Laura Veirs’ music has been intensely personal in recent times. 2020’s My Echo? was the sound of her marriage breaking up, while 2022’s Found Light was a reflection, a record about what comes next. But now Veirs, as she reaches 50, is asking whether – musically at least – anything comes next. Phone Orphans is an album made up from songs Veirs had recorded alone, straight on to her phone over the past several years. Sparse, personal, with no added polish. We’re told too that, since finishing the record, Veirs has not written another song, and is unsure as to whether or not she will.
Veirs has other interests she wants to pursue, and so this could be a farewell of sorts, one that represents a clearing of the decks as she digs out a collection from the hundreds of songs that had no other home than her voice memo app. Recorded in their most basic form, usually just Veirs, her guitar and the echo of an old wooden floor, this is the perhaps the most intimate of her records to date – creating a feeling that you are sat on that same floor with her.

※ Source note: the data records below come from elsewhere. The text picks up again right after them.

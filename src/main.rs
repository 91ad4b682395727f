//! `reqlock`: lock the requirements declared in Markdown blockquotes and
//! check documents against the lock.

use clap::Parser;

mod cli;
use cli::Cli;

fn main() -> anyhow::Result<()> {
    Cli::parse().run()
}
use std::{fmt, ops::Deref, str::FromStr};

use non_empty_string::NonEmptyString;
use serde::{Deserialize, Serialize};

/// The identifier of a requirement.
///
/// Format: `{IDENT}-{INTEGER}`, where:
/// - `IDENT` is one or more segments of ASCII letters, digits and underscores,
///   joined by single hyphens (e.g. `REQ`, `REQ-CORE`, `net_io`)
/// - `INTEGER` is an unsigned decimal number (e.g. `1`, `042`)
///
/// Identifiers are case-sensitive and compared byte-wise: `REQ-1` and `req-1`
/// are distinct, as are `REQ-1` and `REQ-01`. Ordering is lexicographic over
/// the raw bytes.
///
/// Examples: `REQ-1`, `REQ-CORE-6`, `UI_2-0042`
#[derive(Debug, Clone, PartialEq, Eq, PartialOrd, Ord, Serialize, Deserialize)]
#[serde(try_from = "String", into = "String")]
pub struct RequirementId(NonEmptyString);

impl RequirementId {
    /// Parses a requirement identifier.
    ///
    /// Surrounding whitespace is not accepted; callers that read identifiers
    /// from free text trim first.
    ///
    /// # Errors
    ///
    /// Returns an [`InvalidIdError`] if the string does not follow the
    /// `{IDENT}-{INTEGER}` grammar.
    pub fn new(s: String) -> Result<Self, InvalidIdError> {
        validate(&s)?;
        let inner = NonEmptyString::new(s).map_err(|_| InvalidIdError::Syntax(String::new()))?;
        Ok(Self(inner))
    }

    /// Returns the identifier as a string slice.
    #[must_use]
    pub fn as_str(&self) -> &str {
        self.0.as_str()
    }
}

fn validate(s: &str) -> Result<(), InvalidIdError> {
    let Some((ident, number)) = s.rsplit_once('-') else {
        return Err(InvalidIdError::Syntax(s.to_string()));
    };

    if number.is_empty() || !number.bytes().all(|b| b.is_ascii_digit()) {
        return Err(InvalidIdError::Number(s.to_string(), number.to_string()));
    }

    if ident.is_empty() || ident.split('-').any(str::is_empty) {
        return Err(InvalidIdError::Syntax(s.to_string()));
    }

    if !ident
        .bytes()
        .all(|b| b == b'-' || b == b'_' || b.is_ascii_alphanumeric())
    {
        return Err(InvalidIdError::Ident(s.to_string()));
    }

    Ok(())
}

/// Errors that can occur when parsing a [`RequirementId`].
#[derive(Debug, thiserror::Error, PartialEq, Eq)]
pub enum InvalidIdError {
    /// The identifier is not made of hyphen-separated, non-empty segments.
    #[error("invalid requirement id '{0}': expected <IDENT>-<INTEGER>")]
    Syntax(String),

    /// The final segment is not an unsigned decimal number.
    #[error("invalid requirement id '{0}': expected an unsigned integer, got '{1}'")]
    Number(String, String),

    /// The identifier contains characters other than ASCII letters, digits,
    /// underscores and hyphens.
    #[error("invalid requirement id '{0}': only ASCII letters, digits, '_' and '-' are allowed")]
    Ident(String),
}

impl FromStr for RequirementId {
    type Err = InvalidIdError;

    fn from_str(s: &str) -> Result<Self, Self::Err> {
        Self::new(s.to_string())
    }
}

impl TryFrom<String> for RequirementId {
    type Error = InvalidIdError;

    fn try_from(value: String) -> Result<Self, Self::Error> {
        Self::new(value)
    }
}

impl TryFrom<&str> for RequirementId {
    type Error = InvalidIdError;

    fn try_from(value: &str) -> Result<Self, Self::Error> {
        Self::new(value.to_string())
    }
}

impl From<RequirementId> for String {
    fn from(id: RequirementId) -> Self {
        id.0.into_inner()
    }
}

impl AsRef<str> for RequirementId {
    fn as_ref(&self) -> &str {
        self.as_str()
    }
}

impl Deref for RequirementId {
    type Target = str;

    fn deref(&self) -> &Self::Target {
        self.as_str()
    }
}

impl fmt::Display for RequirementId {
    fn fmt(&self, f: &mut fmt::Formatter) -> fmt::Result {
        f.write_str(self.as_str())
    }
}

#[cfg(test)]
mod tests {
    use test_case::test_case;

    use super::*;

    #[test_case("REQ-1"; "simple")]
    #[test_case("REQ-0"; "zero")]
    #[test_case("REQ-001"; "leading zeros")]
    #[test_case("req-1"; "lowercase")]
    #[test_case("REQ-CORE-6"; "hyphenated ident")]
    #[test_case("net_io-12"; "underscore")]
    #[test_case("1-2"; "numeric ident")]
    #[test_case("A-B-C-99999999999999999999999"; "huge number")]
    fn valid_ids(input: &str) {
        let id = RequirementId::try_from(input).unwrap();
        assert_eq!(id.as_str(), input);
    }

    #[test_case(""; "empty")]
    #[test_case("REQ"; "no hyphen")]
    #[test_case("-1"; "empty ident")]
    #[test_case("REQ--1"; "empty segment")]
    #[test_case("REQ-"; "empty number")]
    #[test_case("REQ-+1"; "signed number")]
    #[test_case("REQ-1a"; "alphanumeric number")]
    #[test_case("REQ-A"; "letter number")]
    #[test_case("REQ 1-1"; "space")]
    #[test_case(" REQ-1"; "leading whitespace")]
    #[test_case("RÉQ-1"; "non ascii")]
    #[test_case("REQ.X-1"; "punctuation")]
    fn invalid_ids(input: &str) {
        assert!(RequirementId::try_from(input).is_err());
    }

    #[test]
    fn error_kinds() {
        assert!(matches!(
            RequirementId::try_from("REQ"),
            Err(InvalidIdError::Syntax(_))
        ));
        assert!(matches!(
            RequirementId::try_from("REQ-x"),
            Err(InvalidIdError::Number(_, _))
        ));
        assert!(matches!(
            RequirementId::try_from("R!Q-1"),
            Err(InvalidIdError::Ident(_))
        ));
    }

    #[test]
    fn case_sensitive_identity() {
        let upper = RequirementId::try_from("REQ-1").unwrap();
        let lower = RequirementId::try_from("req-1").unwrap();
        assert_ne!(upper, lower);
    }

    #[test]
    fn ordering_is_bytewise() {
        let mut ids: Vec<RequirementId> = ["REQ-9", "REQ-10", "req-1", "REQ-1"]
            .into_iter()
            .map(|s| s.parse().unwrap())
            .collect();
        ids.sort();
        let sorted: Vec<&str> = ids.iter().map(RequirementId::as_str).collect();
        assert_eq!(sorted, ["REQ-1", "REQ-10", "REQ-9", "req-1"]);
    }

    #[test]
    fn multi_segment_id_keeps_leading_zeros() {
        let id = RequirementId::try_from("REQ-CORE-007").unwrap();
        assert_eq!(id.as_str(), "REQ-CORE-007");
        assert_ne!(id, RequirementId::try_from("REQ-CORE-7").unwrap());
    }

    #[test]
    fn serde_as_string() {
        let id = RequirementId::try_from("REQ-1").unwrap();
        assert_eq!(serde_json::to_string(&id).unwrap(), "\"REQ-1\"");
        let back: RequirementId = serde_json::from_str("\"REQ-1\"").unwrap();
        assert_eq!(back, id);
        assert!(serde_json::from_str::<RequirementId>("\"REQ\"").is_err());
    }

    #[test]
    fn error_display() {
        let error = InvalidIdError::Number("REQ-x".to_string(), "x".to_string());
        assert_eq!(
            error.to_string(),
            "invalid requirement id 'REQ-x': expected an unsigned integer, got 'x'"
        );
    }
}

That sense of a possible farewell to music-making is reinforced by lyrics that touch on mortality – a theme which is introduced with the opening line of the opening song as she sings “Creatures of a day/Born to fade’ – and a reflection on the choices made throughout life. On ‘Next One, Maybe’ Veirs sings of a relationship beyond her reach. “I might fit perfectly in your arms/Just like that road-weary old guitar/When will you shine your light on me? If not in this life, the next one, maybe?”
But despite the subject matters, Phone Orphans is not a morbid record. It is light and playful, simple and unpretentious. Arguably some of the songs sound unfinished, and in a sense they are. But as Veirs contemplates some pretty big questions – the meaning of life, no less – that cannot properly be answered by any of us, the rough edges of these songs lend them a fitting vulnerability.